It's Always Nice To Know Your Money Really Helps People
Disaster donations help Islamic vigilante force impose punishments on womenWhat a lovely culture.
WHEN people around the world sent millions of pounds to help the stricken Indonesian province of Aceh after the Boxing Day tsunami of 2004, few could have imagined that their money would end up subsidising the lashing of women in public.
The scene is always the same, and it has been enacted at least 140 times in squares and market places in front of mosques, from the towering minarets of Banda Aceh, the provincial capital, to humble village places of worship.
The transgressor can be a man accused of gambling or drinking alcohol. But if it is a woman guilty of wearing “improper” clothing or being caught in proximity to a man, there is a particular ritual to the punishment.
She is dressed in white robes and veiled. Policemen escort her up on to a stage erected before a jeering crowd, which, witnesses say, is usually almost exclusively male.

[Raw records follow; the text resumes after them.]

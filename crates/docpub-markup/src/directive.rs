//! Formatting directive types.

use std::fmt;
use std::ops::Range;

/// Formatting intent attached to a directive.
#[derive(Debug, Clone, PartialEq, Eq, Hash)]
#[cfg_attr(feature = "serde", derive(serde::Serialize, serde::Deserialize))]
#[cfg_attr(
    feature = "serde",
    serde(tag = "kind", rename_all = "kebab-case")
)]
pub enum DirectiveKind {
    /// `## Heading`
    #[cfg_attr(feature = "serde", serde(rename = "heading-level-2"))]
    Heading2,
    /// `### Heading`
    #[cfg_attr(feature = "serde", serde(rename = "heading-level-3"))]
    Heading3,
    /// `**bold**`
    Bold,
    /// `- item`
    BulletItem,
    /// `---`
    HorizontalRule,
    /// `<!-- SECTION:... -->`, kept in the text but rendered invisible.
    HiddenMarker,
    /// `[label](url)`
    Hyperlink {
        /// Link destination.
        target_url: String,
    },
}

impl DirectiveKind {
    /// Stable kebab-case name of the kind.
    #[must_use]
    pub fn name(&self) -> &'static str {
        match self {
            Self::Heading2 => "heading-level-2",
            Self::Heading3 => "heading-level-3",
            Self::Bold => "bold",
            Self::BulletItem => "bullet-item",
            Self::HorizontalRule => "horizontal-rule",
            Self::HiddenMarker => "hidden-marker",
            Self::Hyperlink { .. } => "hyperlink",
        }
    }

    /// Whether the directive describes a whole line.
    ///
    /// Paragraph and list properties of line-scoped directives apply to a
    /// range that also covers the line terminator one past `end`.
    #[must_use]
    pub fn is_line_scoped(&self) -> bool {
        matches!(
            self,
            Self::Heading2 | Self::Heading3 | Self::BulletItem | Self::HorizontalRule
        )
    }
}

impl fmt::Display for DirectiveKind {
    fn fmt(&self, f: &mut fmt::Formatter<'_>) -> fmt::Result {
        f.write_str(self.name())
    }
}

/// A formatting annotation over a half-open range of the plain text.
#[derive(Debug, Clone, PartialEq, Eq, Hash)]
#[cfg_attr(feature = "serde", derive(serde::Serialize, serde::Deserialize))]
pub struct Directive {
    /// Start offset (inclusive).
    pub start: usize,
    /// End offset (exclusive).
    pub end: usize,
    /// What the range means.
    #[cfg_attr(feature = "serde", serde(flatten))]
    pub kind: DirectiveKind,
}

impl Directive {
    /// Create a directive over `start..end`.
    #[must_use]
    pub fn new(start: usize, end: usize, kind: DirectiveKind) -> Self {
        debug_assert!(start <= end, "directive start {start} > end {end}");
        Self { start, end, kind }
    }

    /// Offset range covered by the directive.
    #[must_use]
    pub fn range(&self) -> Range<usize> {
        self.start..self.end
    }

    /// Length in UTF-16 code units.
    #[must_use]
    pub fn len(&self) -> usize {
        self.end - self.start
    }

    /// Whether the directive covers no text.
    #[must_use]
    pub fn is_empty(&self) -> bool {
        self.start == self.end
    }

    /// Link target, for hyperlink directives.
    #[must_use]
    pub fn target_url(&self) -> Option<&str> {
        match &self.kind {
            DirectiveKind::Hyperlink { target_url } => Some(target_url),
            _ => None,
        }
    }
}

impl fmt::Display for Directive {
    fn fmt(&self, f: &mut fmt::Formatter<'_>) -> fmt::Result {
        write!(f, "{} [{}, {})", self.kind, self.start, self.end)?;
        if let Some(url) = self.target_url() {
            write!(f, " -> {url}")?;
        }
        Ok(())
    }
}
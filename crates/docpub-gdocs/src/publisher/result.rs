//! Result types for publish operations.

use docpub_markup::Directive;

use crate::request::Request;

/// Result of a successful publish.
#[derive(Debug, Clone)]
pub struct PublishResult {
    /// Target document ID.
    pub document_id: String,
    /// Browser URL of the document.
    pub url: String,
    /// Plain text length inserted, in UTF-16 code units.
    pub characters_inserted: usize,
    /// Number of formatting requests applied.
    pub operations_applied: usize,
}

/// Result of a dry run: what would be sent, nothing sent.
#[derive(Debug, Clone)]
pub struct DryRunResult {
    /// Plain text that would be inserted.
    pub text: String,
    /// Directives found in the markdown.
    pub directives: Vec<Directive>,
    /// Insert request, absent when the text is empty.
    pub insert: Option<Request>,
    /// Formatting requests, in application order.
    pub requests: Vec<Request>,
}
//! docpub CLI - Publish markdown articles to Google Docs.
//!
//! Provides commands for:
//! - `publish`: Create or fill a Google Doc from a markdown file
//! - `inspect`: Show the plain text, directives and requests for a file

mod commands;
mod error;
mod output;

use clap::{Parser, Subcommand};
use tracing_subscriber::EnvFilter;

use commands::{InspectArgs, PublishArgs};
use output::Output;

/// docpub - Publish markdown articles to Google Docs.
#[derive(Parser)]
#[command(name = "docpub", version, about)]
struct Cli {
    /// Enable info-level logging.
    #[arg(short, long, global = true)]
    verbose: bool,

    #[command(subcommand)]
    command: Commands,
}

#[derive(Subcommand)]
enum Commands {
    /// Publish a markdown file to Google Docs.
    Publish(PublishArgs),
    /// Show how a markdown file would be published.
    Inspect(InspectArgs),
}

fn main() {
    let cli = Cli::parse();
    let output = Output::new();

    // --verbose enables INFO level, otherwise use RUST_LOG or default to WARN
    let filter = if cli.verbose {
        EnvFilter::new("info")
    } else {
        EnvFilter::from_default_env()
    };
    tracing_subscriber::fmt()
        .with_env_filter(filter)
        .with_writer(std::io::stderr)
        .init();

    let result = match cli.command {
        Commands::Publish(args) => args.execute(),
        Commands::Inspect(args) => args.execute(),
    };

    if let Err(err) = result {
        output.error(&format!("Error: {err}"));
        std::process::exit(1);
    }
}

Forced to kneel, the woman waits while a masked man ascends the platform. He is carrying a cane with a curved handle designed to give the inflictor of God’s punishment a better grip. From the loudspeakers, a man’s voice sonorously recites the appropriate religious chastisement. Then he begins to count. With each number, the cane descends with a vicious lash.
According to witnesses, male onlookers often roar in delight and hurl pious imprecations at the victims, working themselves up to a pitch of excitement.
In one collective punishment last summer, four women denounced for gambling were given between six and 10 lashes. One passed out as she was dragged off the stage.